Returning to campus in July for voluntary workouts, Koerwitz was thankful to be back with her teammates and back in an environment where everyone is pushing each other to get better.

“Going into August, when we started training with the coaching staff, it was just so rewarding and I remember talking to Jeremy in the beginning and he said something along the lines of, ‘You put in the work, now you just get to show it off.’ And to hear that from him was just super, super motivating and exciting,” Koerwitz said. “Since then, I have taken that and thought, ‘He is so right, last year at this point I would have been on crutches with a brace. But now I am out here killing it with my best friends on the field.’”

Now, 394 days removed from an MPFL tear, Koerwitz took the pitch in the season opener against Clemson Saturday night.

The non-conference tilt was the redshirt freshman’s first collegiate match and her hard work paid off, as she earned the start at the central midfield position. The moment was surreal for Koerwitz, Barnes and Rennalls, who knew all the effort put into getting to that moment.

“Oh my gosh, that feeling was awesome. There were definitely nerves, not that I was going to get hurt, but they were healthy, good nerves where I was at the point like, ‘Alright, just use this energy and motivation.’ And it was just so nice to be playing someone that wasn’t on our team because I had only been playing people on our team for 13 months. So, to get a new opponent and experience was great,” Koerwitz said. “[head] Coach [Sarah Barnes] brought it up prior to the game when we were doing our pre-match talk and was just like, ‘As a team we haven’t played in over 200 days, but Jackie, Lexi [Castellano-Mugica] and Gudrun haven’t played for over 13 months, so you guys should be really excited.’ To have her remind the team and myself was just super nice as well.”

After sharing those remarks with the team, Barnes was proud to see Koerwitz enter the starting lineup against the Tigers.

“You’re always pulling for your players. I want the best for them, I want to see them thrive at this level,” Barnes said. “Watching Jackie take the field was a great moment. She has waited a long time for the opportunity and I’m excited for her continued growth this season and beyond.”

“On Saturday it was like a proud ‘dad’ moment and it’s something as an athletic trainer we always take pride in preparing our athletes to return to their sport,” Rennalls said. “There are always times that our athletes want to rush just to get back, but Julia and I are perfectionists and we want to know the product we are putting on the field will be successful. I am just happy to have her back doing what she loves and look forward to all she will be able to provide us on the field.”

Rapicovali echoed Rennalls remarks, saying, “It makes everything worth it; it is why I have the best job in the world. Having season-ending injuries and having to rehab is very hard work. I am so proud of Jackie and can’t wait to watch her out there.”
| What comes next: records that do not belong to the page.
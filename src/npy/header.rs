//! Parsing and formatting of the `.npy` header.
//!
//! The header is the magic string, a version number, the length of the
//! header dictionary, and the dictionary itself as a Python literal, padded
//! so that the data region starts at a multiple of 64 bytes.

use super::{
    elements::{ByteOrder, DType, ParseDescriptorError},
    index::{Order, MAX_DIM},
};
use byteorder::{ByteOrder as _, LittleEndian, ReadBytesExt};
use num_traits::ToPrimitive;
use py_literal::{
    FormatError as PyValueFormatError, ParseError as PyValueParseError, Value as PyValue,
};
use std::{
    convert::TryFrom,
    error::Error,
    fmt,
    io::{self, Read},
};

/// Magic string to indicate npy format.
pub const MAGIC_STRING: &[u8] = b"\x93NUMPY";

/// The total header length (including magic string, version number, header
/// length value, array format description, padding, and final newline) must be
/// evenly divisible by this value.
pub const HEADER_DIVISOR: usize = 64;

/// An error parsing the header of a `.npy` file.
#[derive(Debug)]
pub enum ParseHeaderError {
    /// The start of the file does not match the magic string.
    MagicString,
    /// The version number is not recognized.
    Version {
        /// Major version number.
        major: u8,
        /// Minor version number.
        minor: u8,
    },
    /// Indicates that the `HEADER_LEN` doesn't fit in `usize`.
    HeaderLengthOverflow(u32),
    /// Indicates that the array format string contains non-ASCII characters.
    /// This is an error for .npy format versions 1.0 and 2.0.
    NonAscii,
    /// Error parsing the array format string as UTF-8. This does not apply to
    /// .npy format versions 1.0 and 2.0, which require the array format string
    /// to be ASCII.
    Utf8Parse(std::str::Utf8Error),
    /// An unknown key was found in the metadata dictionary.
    UnknownKey(PyValue),
    /// A required key was missing from the metadata dictionary.
    MissingKey(&'static str),
    /// An illegal value was found for a key in the metadata dictionary.
    IllegalValue {
        /// The key for which the value was illegal.
        key: &'static str,
        /// The illegal value.
        value: PyValue,
    },
    /// Error parsing the metadata dictionary.
    DictParse(PyValueParseError),
    /// The metadata is not a dictionary.
    MetaNotDict(PyValue),
    /// The header is missing a newline at the end.
    MissingNewline,
    /// The `descr` string does not describe a supported element type.
    Descriptor(ParseDescriptorError),
}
Everyone will get the chance to watch her on the field Thursday night, as Koerwitz and her teammates open the ACC season at Cobb Stadium against Louisville at 7 p.m. The match will be streamed live on ACC Network Extra and broadcast on WVUM 90.5 FM.

The contest with the Cardinals will be the first of an eight-match conference slate. With all the uncertainties this summer, the Hurricanes are thankful for the opportunity to take the pitch again as a team.

“I just think that we are all feeling super blessed to have the opportunity to play, since so many others do not. So, we are just going to do everything we can to compete every game and win every game that we can and hopefully get a spot in the ACC tournament,” Koerwitz said. “That is the goal for everyone on our team. It is going to be challenging, but if we just keep improving, keep competing, I know we can do it.”